For me, wordiness is a dirty word. In terms of the road map metaphor, wordiness means taking the unfavorable scenic route and unnecessarily passing the biggest ball of twine. (If someone is enthused by the biggest ball of twine, I apologize for neglecting the beauty of collected string). In my opinion, a wasted trip when a reader just wants the writer to expediently get to the point. Whereas adjectives in a sentence gives the reader a favorable scenic route stimulating the imagination. Hence, I do not consider adjectives wordiness.
Greg has had a lot of grief in his life.
Technically, the above example is grammatically correct. The sentence is wordy because it contains a useless word that impedes flow. The example lumps has had together. The writer can take out either has or had to reduce wordiness. Critically speaking, having both has and had together makes me think the writer has difficulty making up their mind, and is unintentionally taking the reader along for the ride.
Greg had a lot of grief in his life.
A few other things to reduce wordiness is the word so at the beginning of a sentence, excessive use of that, and repetitive adjectives. The word so at the beginning of a sentence is not a good transition word. If a writer is in need of a transition, there are many others to choose from (i.e., thus, therefore, hence, etc.). In my experience, if I feel the need to use so as a transition word, the sentence likely does not need a transition in the beginning, which is why I consider so wordy.
Excessive use of the word that is detrimental to the health of a written piece. Always remember the English language is expansive and a writer has many ways to express thought. I encourage a writer to find – and practice – creative ways to make sentences work other than using that more than once or twice. Otherwise, excessive use of that drastically obstructs sentence flow and the word will be stuck in a reader’s head all day driving them insane. (I had one reader make the same complaint regarding my overuse of the word yet). I will, also, add obviously to the list since I had a Professor who thought it superfluous.

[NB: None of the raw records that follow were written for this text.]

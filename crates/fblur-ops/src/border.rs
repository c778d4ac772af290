//! Border handling for the convolution canvas.
//!
//! Frequency-domain convolution is circular: a wide kernel near the right
//! edge picks up pixels from the left edge. [`BorderPolicy::Reflect`] pads
//! the working canvas on every side and fills the padding with a mirrored
//! copy of the image, so the wrapped samples come from nearby content
//! instead of the opposite edge.
//!
//! ```text
//!   canvas x:   0 .. b-1 | b .. b+w-1 | b+w .. w+2b-1
//!   source x:   b .. 1   | 0 .. w-1   | w-1 .. w-b
//! ```
//!
//! The near edge mirrors around the first pixel (the edge pixel is not
//! repeated), the far edge mirrors with the edge pixel repeated.
//! [`BorderPolicy::None`] is used for small kernels where wraparound error
//! is negligible: the canvas equals the image.

use crate::{OpsError, OpsResult};

/// Default padding for wide-support kernels.
pub const DEFAULT_BORDER: usize = 100;

/// How the working canvas is extended beyond the image.
#[derive(Debug, Clone, Copy, PartialEq, Eq)]
pub enum BorderPolicy {
    /// Canvas equals the image; edges wrap around.
    None,
    /// Canvas is padded by `size` on every side with mirrored pixels.
    Reflect {
        /// Padding on each side, in pixels
        size: usize,
    },
}

impl Default for BorderPolicy {
    fn default() -> Self {
        BorderPolicy::Reflect {
            size: DEFAULT_BORDER,
        }
    }
}

impl BorderPolicy {
    /// Padding on each side.
    #[inline]
    pub fn size(&self) -> usize {
        match *self {
            BorderPolicy::None => 0,
            BorderPolicy::Reflect { size } => size,
        }
    }

    /// Canvas dimensions for an image of `width x height`.
    ///
    /// # Errors
    ///
    /// [`OpsError::InvalidDimensions`] for a zero-area image or if the
    /// padded size overflows.
    pub fn canvas_size(&self, width: usize, height: usize) -> OpsResult<(usize, usize)> {
        if width == 0 || height == 0 {
            return Err(OpsError::InvalidDimensions(format!(
                "image {}x{} has zero area",
                width, height
            )));
        }
        let pad = self
            .size()
            .checked_mul(2)
            .ok_or_else(|| OpsError::InvalidDimensions("border size overflows".into()))?;
        let grow = |n: usize| {
            n.checked_add(pad)
                .filter(|&v| v <= isize::MAX as usize)
                .ok_or_else(|| {
                    OpsError::InvalidDimensions(format!(
                        "image {}x{} with border {} overflows",
                        width,
                        height,
                        self.size()
                    ))
                })
        };
        Ok((grow(width)?, grow(height)?))
    }

    /// Resolves one canvas coordinate to a source coordinate along an axis
    /// of `len` image pixels.
    ///
    /// For a border wider than the image, the mirror is applied repeatedly
    /// until the coordinate lands inside `0..len`.
    ///
    /// ```rust
    /// use fblur_ops::BorderPolicy;
    ///
    /// let policy = BorderPolicy::Reflect { size: 3 };
    /// // canvas 0..16 for a 10 pixel axis
    /// let mapped: Vec<usize> = (0..16).map(|x| policy.resolve_axis(x, 10)).collect();
    /// assert_eq!(mapped, [3, 2, 1, 0, 1, 2, 3, 4, 5, 6, 7, 8, 9, 9, 8, 7]);
    /// ```
    pub fn resolve_axis(&self, coord: usize, len: usize) -> usize {
        debug_assert!(len > 0);
        match *self {
            BorderPolicy::None => coord.min(len - 1),
            BorderPolicy::Reflect { size } => {
                let b = size as isize;
                let len = len as isize;
                let canvas = len + 2 * b;
                let c = coord as isize;

                let mut n = c - b;
                if c < b {
                    n = (c - b).abs();
                }
                if c > canvas - 1 - b {
                    n = 2 * canvas - 3 * b - 1 - c;
                }
                // Borders wider than the image need more than one fold.
                while n < 0 || n >= len {
                    n = if n < 0 { -n } else { 2 * len - 1 - n };
                }
                n as usize
            }
        }
    }
}

/// Precomputed per-axis source lookup for one image size.
///
/// Built once per pipeline and indexed per canvas row and column during
/// population.
#[derive(Debug, Clone)]
pub struct BorderMap {
    policy: BorderPolicy,
    xs: Vec<u32>,
    ys: Vec<u32>,
}

impl BorderMap {
    /// Builds the lookup tables for an image of `width x height`.
    pub fn new(policy: BorderPolicy, width: u32, height: u32) -> OpsResult<Self> {
        let (w, h) = (width as usize, height as usize);
        let (cw, ch) = policy.canvas_size(w, h)?;
        let xs = (0..cw).map(|x| policy.resolve_axis(x, w) as u32).collect();
        let ys = (0..ch).map(|y| policy.resolve_axis(y, h) as u32).collect();
        Ok(Self {
            policy,
            xs,
            ys,
        })
    }

    /// Padding on each side.
    #[inline]
    pub fn border(&self) -> usize {
        self.policy.size()
    }

    /// Canvas dimensions.
    #[inline]
    pub fn canvas_size(&self) -> (usize, usize) {
        (self.xs.len(), self.ys.len())
    }

    /// Source column for a canvas column.
    #[inline]
    pub fn source_x(&self, x: usize) -> u32 {
        self.xs[x]
    }

    /// Source row for a canvas row.
    #[inline]
    pub fn source_y(&self, y: usize) -> u32 {
        self.ys[y]
    }
}

#[cfg(test)]
mod tests {
    use super::*;

    #[test]
    fn test_mirror_around_near_edge() {
        for b in [1usize, 5, 100] {
            let policy = BorderPolicy::Reflect { size: b };
            let len = 300;
            assert_eq!(
                policy.resolve_axis(b - 1, len),
                policy.resolve_axis(b + 1, len)
            );
            assert_eq!(policy.resolve_axis(b, len), 0);
        }
    }

    #[test]
    fn test_far_edge_formula() {
        let b = 4;
        let len = 10;
        let canvas = len + 2 * b;
        let policy = BorderPolicy::Reflect { size: b };
        for x in canvas - b..canvas {
            let expected = 2 * canvas - 3 * b - 1 - x;
            assert_eq!(policy.resolve_axis(x, len), expected);
        }
        assert_eq!(policy.resolve_axis(canvas - b, len), len - 1);
    }

    #[test]
    fn test_interior_is_shifted_identity() {
        let policy = BorderPolicy::Reflect { size: 7 };
        for x in 0..20 {
            assert_eq!(policy.resolve_axis(x + 7, 20), x);
        }
    }

    #[test]
    fn test_wide_border_stays_in_bounds() {
        let policy = BorderPolicy::Reflect { size: 100 };
        let (cw, ch) = policy.canvas_size(8, 3).unwrap();
        assert_eq!((cw, ch), (208, 203));
        for x in 0..cw {
            assert!(policy.resolve_axis(x, 8) < 8);
        }
        for y in 0..ch {
            assert!(policy.resolve_axis(y, 3) < 3);
        }
        let single = BorderPolicy::Reflect { size: 9 };
        for x in 0..19 {
            assert_eq!(single.resolve_axis(x, 1), 0);
        }
    }

    #[test]
    fn test_none_is_identity() {
        let policy = BorderPolicy::None;
        assert_eq!(policy.canvas_size(12, 9).unwrap(), (12, 9));
        for x in 0..12 {
            assert_eq!(policy.resolve_axis(x, 12), x);
        }
        assert_eq!(policy.resolve_axis(40, 12), 11);
    }

    #[test]
    fn test_border_map_matches_policy() {
        let policy = BorderPolicy::Reflect { size: 6 };
        let map = BorderMap::new(policy, 20, 11).unwrap();
        assert_eq!(map.canvas_size(), (32, 23));
        assert_eq!(map.border(), 6);
        for x in 0..32 {
            assert_eq!(map.source_x(x) as usize, policy.resolve_axis(x, 20));
        }
        for y in 0..23 {
            assert_eq!(map.source_y(y) as usize, policy.resolve_axis(y, 11));
        }
    }

    #[test]
    fn test_zero_area_rejected() {
        assert!(BorderPolicy::default().canvas_size(0, 10).is_err());
    }
}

Another way to eliminate wordiness is to check basic sentence structures. If a writer’s sentences seem confusingly complex, there is no shame in going back to basic sentences. Sometimes having a simple sentence to break up complex sentences helps the reader remain in the writer’s thought process, and maybe, take a breath.
Last on my list to help passable writers become better writers is passive voice. Most writers and readers are unaware of the existence that is passive voice, which is grammatically correct, though I highly discourage excessive use.
The unfortunately poorly written sentence was written by Greg.
Passive voice produces a sentence in which the subject receives an action. When read aloud, passive voice generally feels bulky on the tongue circling back to wordiness’s biggest ball of twine. Also, passive voice can instigate miscommunication and – more deadly – confusion.
Greg wrote the unfortunately poorly written sentence.
The writer switches from passive voice to active voice, keeping the favorably scenic adjectives, and the sentence seems more direct for the reader. Active voice means the subject performs the action denoted by the verb.
I can come up with a few more tips and tricks to help passable writers, which I will possibly use in later posts. If a future writer sets off my inner editing demon (lovingly named after the Professor from hell), future helpful writing posts are assured.